Problem requirements -> Below are entries. Pull out all lines containing "filename".

[Saved entries]
'''
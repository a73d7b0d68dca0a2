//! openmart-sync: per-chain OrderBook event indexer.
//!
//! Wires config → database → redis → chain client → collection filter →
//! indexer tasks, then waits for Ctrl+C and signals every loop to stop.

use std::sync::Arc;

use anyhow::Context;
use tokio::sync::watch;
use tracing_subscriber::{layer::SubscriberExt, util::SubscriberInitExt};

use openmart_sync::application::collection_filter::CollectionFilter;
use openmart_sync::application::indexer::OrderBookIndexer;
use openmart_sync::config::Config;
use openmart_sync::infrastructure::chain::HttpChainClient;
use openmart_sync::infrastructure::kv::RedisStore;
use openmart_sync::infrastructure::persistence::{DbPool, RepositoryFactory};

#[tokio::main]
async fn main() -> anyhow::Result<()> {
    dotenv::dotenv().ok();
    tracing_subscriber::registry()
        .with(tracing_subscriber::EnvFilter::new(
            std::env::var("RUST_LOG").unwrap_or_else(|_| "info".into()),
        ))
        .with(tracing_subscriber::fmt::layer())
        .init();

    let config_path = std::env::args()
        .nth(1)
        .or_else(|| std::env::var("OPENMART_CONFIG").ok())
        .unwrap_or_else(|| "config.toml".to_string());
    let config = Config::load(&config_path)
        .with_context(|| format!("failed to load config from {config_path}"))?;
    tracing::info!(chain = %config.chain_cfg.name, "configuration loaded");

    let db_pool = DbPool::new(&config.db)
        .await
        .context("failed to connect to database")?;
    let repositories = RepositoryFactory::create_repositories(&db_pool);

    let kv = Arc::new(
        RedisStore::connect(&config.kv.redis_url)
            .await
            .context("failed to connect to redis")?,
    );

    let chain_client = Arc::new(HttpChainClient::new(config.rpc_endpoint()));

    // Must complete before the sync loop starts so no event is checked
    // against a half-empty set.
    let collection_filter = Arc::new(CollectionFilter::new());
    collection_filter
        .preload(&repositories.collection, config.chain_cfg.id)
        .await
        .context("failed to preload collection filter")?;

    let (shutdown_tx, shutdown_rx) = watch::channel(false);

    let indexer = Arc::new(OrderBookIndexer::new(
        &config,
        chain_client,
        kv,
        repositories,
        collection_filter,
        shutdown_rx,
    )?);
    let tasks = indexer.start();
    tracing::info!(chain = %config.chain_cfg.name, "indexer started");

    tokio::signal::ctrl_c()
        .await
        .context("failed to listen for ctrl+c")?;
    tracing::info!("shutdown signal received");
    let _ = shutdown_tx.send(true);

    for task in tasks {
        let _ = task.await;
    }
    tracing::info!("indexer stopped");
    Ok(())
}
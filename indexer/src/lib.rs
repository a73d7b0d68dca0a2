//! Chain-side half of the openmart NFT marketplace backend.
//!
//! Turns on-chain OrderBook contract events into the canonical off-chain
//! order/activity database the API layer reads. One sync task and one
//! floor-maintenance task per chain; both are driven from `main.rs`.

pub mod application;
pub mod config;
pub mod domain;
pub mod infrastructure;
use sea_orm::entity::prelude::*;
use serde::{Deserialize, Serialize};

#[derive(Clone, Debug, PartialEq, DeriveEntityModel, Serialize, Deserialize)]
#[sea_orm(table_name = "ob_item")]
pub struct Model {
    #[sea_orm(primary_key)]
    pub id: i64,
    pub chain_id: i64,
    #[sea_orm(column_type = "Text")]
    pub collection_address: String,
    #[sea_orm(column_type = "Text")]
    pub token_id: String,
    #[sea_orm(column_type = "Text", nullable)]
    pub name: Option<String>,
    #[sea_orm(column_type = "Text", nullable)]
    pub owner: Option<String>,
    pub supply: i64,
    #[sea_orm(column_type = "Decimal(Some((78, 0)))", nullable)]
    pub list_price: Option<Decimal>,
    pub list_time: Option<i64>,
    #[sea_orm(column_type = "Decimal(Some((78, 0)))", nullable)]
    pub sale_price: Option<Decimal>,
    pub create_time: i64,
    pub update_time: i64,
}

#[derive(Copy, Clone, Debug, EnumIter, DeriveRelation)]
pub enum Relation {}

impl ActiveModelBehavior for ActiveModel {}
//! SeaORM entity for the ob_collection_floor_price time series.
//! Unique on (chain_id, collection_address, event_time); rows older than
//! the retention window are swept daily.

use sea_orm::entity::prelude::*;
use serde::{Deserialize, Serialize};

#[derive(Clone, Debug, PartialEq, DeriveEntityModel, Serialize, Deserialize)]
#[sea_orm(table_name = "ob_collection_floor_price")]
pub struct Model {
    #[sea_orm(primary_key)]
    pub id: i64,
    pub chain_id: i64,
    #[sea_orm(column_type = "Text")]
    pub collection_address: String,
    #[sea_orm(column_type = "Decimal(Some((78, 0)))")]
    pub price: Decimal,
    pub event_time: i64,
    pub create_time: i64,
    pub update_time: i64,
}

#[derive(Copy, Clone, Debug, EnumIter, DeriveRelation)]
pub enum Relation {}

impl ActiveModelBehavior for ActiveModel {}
'''
'''
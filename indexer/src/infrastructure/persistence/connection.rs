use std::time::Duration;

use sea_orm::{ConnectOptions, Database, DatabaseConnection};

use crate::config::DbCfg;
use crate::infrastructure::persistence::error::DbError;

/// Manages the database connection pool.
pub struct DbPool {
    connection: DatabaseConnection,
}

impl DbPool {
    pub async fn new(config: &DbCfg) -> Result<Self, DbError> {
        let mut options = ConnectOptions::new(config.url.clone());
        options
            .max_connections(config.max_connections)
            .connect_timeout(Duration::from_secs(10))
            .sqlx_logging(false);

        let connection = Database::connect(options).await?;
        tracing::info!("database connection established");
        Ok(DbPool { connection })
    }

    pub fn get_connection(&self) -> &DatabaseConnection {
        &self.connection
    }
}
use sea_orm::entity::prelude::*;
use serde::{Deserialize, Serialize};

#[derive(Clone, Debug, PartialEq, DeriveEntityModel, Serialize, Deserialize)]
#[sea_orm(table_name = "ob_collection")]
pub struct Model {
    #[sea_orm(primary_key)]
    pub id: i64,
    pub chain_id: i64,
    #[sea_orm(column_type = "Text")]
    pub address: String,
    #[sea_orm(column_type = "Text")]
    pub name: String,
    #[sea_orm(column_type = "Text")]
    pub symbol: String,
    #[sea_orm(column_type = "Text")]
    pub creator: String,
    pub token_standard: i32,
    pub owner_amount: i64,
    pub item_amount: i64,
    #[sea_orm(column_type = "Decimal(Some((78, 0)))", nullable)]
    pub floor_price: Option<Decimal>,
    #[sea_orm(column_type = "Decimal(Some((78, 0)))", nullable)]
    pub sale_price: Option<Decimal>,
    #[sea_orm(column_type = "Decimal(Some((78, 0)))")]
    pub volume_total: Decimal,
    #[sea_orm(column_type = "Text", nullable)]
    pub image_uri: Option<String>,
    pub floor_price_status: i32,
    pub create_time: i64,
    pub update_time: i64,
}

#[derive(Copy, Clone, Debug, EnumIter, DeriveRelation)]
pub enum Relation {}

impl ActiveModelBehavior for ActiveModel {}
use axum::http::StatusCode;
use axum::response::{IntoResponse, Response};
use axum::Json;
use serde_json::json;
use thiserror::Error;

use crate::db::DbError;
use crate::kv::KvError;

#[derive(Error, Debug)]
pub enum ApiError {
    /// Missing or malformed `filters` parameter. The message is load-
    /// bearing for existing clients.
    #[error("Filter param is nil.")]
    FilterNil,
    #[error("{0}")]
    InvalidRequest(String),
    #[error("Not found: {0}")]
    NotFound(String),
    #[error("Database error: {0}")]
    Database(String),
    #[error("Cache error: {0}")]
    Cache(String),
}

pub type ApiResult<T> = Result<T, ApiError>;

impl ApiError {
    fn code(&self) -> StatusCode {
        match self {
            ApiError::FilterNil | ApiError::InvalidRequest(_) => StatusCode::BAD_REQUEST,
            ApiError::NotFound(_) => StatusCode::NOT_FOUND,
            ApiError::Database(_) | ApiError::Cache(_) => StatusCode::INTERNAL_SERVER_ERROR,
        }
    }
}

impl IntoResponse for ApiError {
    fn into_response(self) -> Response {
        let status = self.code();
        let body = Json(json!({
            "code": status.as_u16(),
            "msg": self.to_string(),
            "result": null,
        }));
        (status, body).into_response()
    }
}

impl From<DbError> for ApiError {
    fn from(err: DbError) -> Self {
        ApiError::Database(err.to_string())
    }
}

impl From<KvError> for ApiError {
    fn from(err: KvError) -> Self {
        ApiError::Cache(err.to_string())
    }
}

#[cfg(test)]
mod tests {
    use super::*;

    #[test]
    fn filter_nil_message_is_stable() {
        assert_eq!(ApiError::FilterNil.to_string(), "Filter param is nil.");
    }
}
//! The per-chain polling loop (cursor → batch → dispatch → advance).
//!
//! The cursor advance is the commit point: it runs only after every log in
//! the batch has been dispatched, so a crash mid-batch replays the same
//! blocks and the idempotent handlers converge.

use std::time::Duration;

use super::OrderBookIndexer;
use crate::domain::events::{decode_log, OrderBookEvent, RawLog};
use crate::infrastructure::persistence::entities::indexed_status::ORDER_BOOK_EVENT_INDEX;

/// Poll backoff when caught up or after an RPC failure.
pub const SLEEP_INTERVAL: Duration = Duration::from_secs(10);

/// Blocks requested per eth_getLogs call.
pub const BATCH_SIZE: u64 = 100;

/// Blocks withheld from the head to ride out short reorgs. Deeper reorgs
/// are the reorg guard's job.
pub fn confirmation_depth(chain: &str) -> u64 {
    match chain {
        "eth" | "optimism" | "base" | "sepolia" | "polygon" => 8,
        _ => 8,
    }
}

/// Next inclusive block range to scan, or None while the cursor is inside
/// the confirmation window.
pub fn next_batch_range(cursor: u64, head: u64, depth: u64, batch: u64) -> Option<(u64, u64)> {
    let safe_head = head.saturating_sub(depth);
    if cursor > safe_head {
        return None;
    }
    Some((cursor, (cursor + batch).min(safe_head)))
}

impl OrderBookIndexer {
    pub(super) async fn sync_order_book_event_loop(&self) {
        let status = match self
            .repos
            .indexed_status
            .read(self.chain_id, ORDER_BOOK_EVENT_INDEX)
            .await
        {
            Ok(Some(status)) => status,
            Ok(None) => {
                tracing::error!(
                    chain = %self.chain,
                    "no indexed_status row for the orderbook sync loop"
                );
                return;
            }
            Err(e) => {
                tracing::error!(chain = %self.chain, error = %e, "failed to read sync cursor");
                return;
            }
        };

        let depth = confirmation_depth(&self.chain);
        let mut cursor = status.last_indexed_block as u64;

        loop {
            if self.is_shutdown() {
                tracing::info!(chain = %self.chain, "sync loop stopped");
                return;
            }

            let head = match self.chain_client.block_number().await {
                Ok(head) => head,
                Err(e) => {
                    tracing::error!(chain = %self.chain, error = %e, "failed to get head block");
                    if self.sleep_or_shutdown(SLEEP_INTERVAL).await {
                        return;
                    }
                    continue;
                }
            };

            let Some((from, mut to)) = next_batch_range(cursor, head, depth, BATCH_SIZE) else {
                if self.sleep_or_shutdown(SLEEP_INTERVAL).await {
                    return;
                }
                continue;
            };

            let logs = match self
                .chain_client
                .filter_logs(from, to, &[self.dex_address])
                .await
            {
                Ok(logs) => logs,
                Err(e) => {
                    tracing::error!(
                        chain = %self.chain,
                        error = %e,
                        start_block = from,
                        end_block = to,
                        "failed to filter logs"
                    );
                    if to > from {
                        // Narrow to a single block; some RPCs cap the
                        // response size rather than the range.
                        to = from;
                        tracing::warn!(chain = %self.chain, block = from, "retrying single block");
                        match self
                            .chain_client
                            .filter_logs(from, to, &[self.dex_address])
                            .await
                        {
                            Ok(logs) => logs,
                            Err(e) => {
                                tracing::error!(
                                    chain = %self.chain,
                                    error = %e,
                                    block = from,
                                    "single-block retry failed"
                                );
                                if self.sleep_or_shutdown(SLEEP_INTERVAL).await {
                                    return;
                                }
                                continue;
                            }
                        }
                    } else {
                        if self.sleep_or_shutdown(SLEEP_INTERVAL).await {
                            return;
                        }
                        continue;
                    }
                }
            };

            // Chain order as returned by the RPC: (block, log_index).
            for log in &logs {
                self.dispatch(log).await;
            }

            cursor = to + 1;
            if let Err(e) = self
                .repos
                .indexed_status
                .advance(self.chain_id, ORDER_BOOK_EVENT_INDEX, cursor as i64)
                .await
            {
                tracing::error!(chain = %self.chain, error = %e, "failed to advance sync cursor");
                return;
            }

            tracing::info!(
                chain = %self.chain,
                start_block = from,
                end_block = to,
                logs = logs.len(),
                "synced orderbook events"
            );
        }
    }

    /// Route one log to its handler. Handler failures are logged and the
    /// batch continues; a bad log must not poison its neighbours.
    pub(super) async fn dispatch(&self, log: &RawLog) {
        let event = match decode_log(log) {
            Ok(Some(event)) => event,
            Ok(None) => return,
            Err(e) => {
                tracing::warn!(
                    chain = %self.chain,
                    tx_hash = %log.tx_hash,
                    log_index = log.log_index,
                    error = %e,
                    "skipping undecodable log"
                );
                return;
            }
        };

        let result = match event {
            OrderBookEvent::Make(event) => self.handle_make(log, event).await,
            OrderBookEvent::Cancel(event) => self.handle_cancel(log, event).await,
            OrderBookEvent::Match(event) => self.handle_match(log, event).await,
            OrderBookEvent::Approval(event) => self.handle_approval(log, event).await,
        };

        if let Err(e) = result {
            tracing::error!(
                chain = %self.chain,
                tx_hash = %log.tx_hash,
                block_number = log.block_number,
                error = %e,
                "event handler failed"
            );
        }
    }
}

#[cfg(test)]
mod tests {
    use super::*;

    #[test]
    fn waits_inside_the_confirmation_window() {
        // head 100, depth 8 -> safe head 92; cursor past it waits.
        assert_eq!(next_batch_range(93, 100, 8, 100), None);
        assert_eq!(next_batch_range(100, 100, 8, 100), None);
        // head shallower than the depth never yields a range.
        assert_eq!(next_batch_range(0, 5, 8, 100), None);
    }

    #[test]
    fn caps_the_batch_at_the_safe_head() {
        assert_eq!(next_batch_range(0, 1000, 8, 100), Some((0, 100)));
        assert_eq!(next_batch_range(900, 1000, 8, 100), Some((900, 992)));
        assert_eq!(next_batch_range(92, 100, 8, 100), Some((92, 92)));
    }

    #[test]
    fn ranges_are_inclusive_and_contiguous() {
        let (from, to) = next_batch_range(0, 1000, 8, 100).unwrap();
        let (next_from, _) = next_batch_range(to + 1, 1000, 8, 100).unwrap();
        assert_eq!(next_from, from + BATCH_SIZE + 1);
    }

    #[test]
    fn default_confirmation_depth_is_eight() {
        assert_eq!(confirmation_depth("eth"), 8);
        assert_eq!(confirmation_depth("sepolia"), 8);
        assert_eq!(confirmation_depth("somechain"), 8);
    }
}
'''
'''
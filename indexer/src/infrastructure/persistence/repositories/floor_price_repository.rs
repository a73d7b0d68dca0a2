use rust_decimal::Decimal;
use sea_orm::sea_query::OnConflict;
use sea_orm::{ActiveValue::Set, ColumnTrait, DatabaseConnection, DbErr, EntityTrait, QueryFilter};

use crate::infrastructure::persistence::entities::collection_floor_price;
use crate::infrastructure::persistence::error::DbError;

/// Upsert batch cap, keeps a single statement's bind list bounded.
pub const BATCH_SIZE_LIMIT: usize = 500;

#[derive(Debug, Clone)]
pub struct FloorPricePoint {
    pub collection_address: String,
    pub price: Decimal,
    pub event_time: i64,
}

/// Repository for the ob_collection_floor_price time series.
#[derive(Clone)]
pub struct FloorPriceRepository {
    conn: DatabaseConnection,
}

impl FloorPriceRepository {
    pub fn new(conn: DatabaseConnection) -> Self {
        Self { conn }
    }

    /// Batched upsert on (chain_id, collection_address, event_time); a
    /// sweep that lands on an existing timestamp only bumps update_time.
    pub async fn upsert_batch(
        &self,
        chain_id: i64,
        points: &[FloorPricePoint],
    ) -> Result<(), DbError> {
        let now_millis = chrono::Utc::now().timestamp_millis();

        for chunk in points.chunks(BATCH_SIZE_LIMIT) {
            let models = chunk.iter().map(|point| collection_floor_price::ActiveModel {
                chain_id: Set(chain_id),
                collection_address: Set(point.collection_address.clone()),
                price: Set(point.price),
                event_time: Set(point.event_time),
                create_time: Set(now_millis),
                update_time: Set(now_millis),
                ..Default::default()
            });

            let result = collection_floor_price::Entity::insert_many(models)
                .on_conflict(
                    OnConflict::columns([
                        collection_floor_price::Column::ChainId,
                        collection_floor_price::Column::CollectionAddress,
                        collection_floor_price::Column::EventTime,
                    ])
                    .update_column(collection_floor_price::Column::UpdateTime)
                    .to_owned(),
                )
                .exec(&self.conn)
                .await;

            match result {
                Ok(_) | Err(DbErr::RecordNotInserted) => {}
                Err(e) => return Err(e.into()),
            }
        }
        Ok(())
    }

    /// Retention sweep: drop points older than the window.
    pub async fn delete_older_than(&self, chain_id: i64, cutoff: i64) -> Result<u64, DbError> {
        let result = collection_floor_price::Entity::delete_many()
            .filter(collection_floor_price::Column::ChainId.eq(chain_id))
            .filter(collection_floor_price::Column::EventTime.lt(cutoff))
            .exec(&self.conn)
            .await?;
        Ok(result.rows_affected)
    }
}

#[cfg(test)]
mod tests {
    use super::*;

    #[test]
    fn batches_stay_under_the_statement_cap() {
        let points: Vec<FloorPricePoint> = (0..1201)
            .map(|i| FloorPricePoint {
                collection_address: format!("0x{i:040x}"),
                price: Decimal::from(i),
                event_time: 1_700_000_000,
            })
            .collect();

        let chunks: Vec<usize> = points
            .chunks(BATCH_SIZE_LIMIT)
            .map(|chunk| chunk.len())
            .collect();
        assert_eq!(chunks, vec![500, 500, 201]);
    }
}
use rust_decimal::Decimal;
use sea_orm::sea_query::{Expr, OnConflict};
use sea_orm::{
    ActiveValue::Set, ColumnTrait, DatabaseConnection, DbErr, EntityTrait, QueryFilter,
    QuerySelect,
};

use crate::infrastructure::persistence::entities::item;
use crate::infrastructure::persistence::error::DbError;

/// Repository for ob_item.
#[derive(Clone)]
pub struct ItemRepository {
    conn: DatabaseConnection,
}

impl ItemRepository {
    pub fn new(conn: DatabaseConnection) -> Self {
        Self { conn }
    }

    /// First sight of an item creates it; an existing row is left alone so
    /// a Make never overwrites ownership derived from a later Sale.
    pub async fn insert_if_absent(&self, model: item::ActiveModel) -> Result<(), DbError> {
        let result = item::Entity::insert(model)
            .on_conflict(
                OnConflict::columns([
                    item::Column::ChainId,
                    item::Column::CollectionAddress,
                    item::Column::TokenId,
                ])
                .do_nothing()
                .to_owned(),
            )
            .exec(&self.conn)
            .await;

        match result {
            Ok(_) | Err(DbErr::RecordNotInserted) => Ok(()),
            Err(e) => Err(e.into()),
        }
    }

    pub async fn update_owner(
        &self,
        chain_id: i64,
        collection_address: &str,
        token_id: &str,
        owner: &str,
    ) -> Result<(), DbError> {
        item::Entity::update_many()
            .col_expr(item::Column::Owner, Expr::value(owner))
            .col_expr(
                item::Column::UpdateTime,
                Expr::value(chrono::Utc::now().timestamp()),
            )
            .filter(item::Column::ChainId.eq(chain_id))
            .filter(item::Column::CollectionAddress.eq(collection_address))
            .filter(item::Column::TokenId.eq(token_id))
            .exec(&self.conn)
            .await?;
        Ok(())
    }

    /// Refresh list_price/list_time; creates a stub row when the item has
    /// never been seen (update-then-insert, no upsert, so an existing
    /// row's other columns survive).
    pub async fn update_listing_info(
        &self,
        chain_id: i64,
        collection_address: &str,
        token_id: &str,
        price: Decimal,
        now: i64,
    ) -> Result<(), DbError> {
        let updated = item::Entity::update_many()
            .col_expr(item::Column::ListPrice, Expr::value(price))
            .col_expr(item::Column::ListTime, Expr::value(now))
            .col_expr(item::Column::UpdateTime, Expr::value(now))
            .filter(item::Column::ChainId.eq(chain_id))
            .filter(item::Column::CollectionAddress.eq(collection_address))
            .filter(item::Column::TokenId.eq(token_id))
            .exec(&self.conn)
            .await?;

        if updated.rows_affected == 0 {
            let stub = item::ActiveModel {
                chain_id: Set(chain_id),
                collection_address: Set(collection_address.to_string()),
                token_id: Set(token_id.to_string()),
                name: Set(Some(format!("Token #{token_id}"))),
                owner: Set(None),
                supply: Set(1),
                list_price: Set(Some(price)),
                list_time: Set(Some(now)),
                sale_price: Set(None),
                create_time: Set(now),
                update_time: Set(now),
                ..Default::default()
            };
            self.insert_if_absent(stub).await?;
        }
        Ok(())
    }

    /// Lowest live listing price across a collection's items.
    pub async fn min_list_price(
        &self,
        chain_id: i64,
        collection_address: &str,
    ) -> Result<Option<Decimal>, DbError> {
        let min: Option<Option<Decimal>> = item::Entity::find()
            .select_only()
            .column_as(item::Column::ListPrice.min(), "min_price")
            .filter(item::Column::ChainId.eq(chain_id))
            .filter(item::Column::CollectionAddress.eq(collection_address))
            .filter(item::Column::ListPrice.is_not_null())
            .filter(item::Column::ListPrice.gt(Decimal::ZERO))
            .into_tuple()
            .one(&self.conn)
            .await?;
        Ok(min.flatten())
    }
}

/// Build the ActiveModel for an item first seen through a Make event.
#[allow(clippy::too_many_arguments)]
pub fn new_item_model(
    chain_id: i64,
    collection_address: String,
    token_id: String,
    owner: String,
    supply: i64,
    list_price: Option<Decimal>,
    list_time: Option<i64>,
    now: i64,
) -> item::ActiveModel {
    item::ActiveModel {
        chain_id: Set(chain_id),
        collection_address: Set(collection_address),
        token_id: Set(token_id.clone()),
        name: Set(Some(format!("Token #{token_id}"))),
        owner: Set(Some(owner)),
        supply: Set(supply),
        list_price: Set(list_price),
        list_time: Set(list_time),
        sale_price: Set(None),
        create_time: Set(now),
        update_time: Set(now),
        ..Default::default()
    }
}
'''
Exercise response ->
filename indexer/src/lib.rs
filename indexer/src/infrastructure/persistence/connection.rs
filename indexer/src/infrastructure/persistence/repositories/floor_price_repository.rs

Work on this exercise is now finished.